Hunt through the entries for the word "full" and copy each line in which it appears.

Dataset excerpts =
##########

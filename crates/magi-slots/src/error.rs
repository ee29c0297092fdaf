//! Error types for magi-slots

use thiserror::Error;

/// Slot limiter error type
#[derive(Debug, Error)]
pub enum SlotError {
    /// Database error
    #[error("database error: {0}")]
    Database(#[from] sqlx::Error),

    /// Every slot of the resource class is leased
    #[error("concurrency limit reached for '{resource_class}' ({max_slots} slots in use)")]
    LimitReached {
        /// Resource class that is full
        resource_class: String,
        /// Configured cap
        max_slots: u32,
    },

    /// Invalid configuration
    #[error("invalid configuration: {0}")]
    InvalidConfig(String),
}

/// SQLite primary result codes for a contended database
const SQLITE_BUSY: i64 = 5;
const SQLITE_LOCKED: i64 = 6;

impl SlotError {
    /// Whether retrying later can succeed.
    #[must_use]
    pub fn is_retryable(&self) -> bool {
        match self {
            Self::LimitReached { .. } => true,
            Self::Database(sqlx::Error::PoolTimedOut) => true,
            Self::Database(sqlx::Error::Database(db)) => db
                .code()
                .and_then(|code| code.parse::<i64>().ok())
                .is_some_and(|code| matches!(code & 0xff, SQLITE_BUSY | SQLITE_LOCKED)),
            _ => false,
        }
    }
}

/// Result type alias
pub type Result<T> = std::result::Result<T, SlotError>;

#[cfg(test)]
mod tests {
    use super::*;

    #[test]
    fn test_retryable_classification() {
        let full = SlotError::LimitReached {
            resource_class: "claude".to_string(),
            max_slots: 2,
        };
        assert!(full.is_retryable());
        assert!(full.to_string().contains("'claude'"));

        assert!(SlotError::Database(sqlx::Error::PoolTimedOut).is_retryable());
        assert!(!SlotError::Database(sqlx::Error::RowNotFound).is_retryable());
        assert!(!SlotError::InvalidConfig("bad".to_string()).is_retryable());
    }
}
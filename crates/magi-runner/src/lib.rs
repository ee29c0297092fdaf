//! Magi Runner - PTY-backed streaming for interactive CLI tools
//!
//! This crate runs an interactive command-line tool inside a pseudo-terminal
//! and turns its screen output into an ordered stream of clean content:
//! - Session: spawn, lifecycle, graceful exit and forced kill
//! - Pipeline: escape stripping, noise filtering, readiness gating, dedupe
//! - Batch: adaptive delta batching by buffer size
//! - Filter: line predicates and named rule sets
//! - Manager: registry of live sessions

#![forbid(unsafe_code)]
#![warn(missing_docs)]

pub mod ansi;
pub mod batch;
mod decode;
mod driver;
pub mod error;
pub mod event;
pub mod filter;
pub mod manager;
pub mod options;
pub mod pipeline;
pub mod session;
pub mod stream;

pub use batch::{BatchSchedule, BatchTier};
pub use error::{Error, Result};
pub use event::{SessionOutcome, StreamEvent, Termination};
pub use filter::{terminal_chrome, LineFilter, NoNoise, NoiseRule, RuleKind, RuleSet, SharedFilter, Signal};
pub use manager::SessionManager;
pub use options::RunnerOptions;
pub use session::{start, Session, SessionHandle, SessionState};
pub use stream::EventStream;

##########

RESPONSE TO THE EXERCISE =
        /// Resource class that is full
        let full = SlotError::LimitReached {
        assert!(full.is_retryable());
        assert!(full.to_string().contains("'claude'"));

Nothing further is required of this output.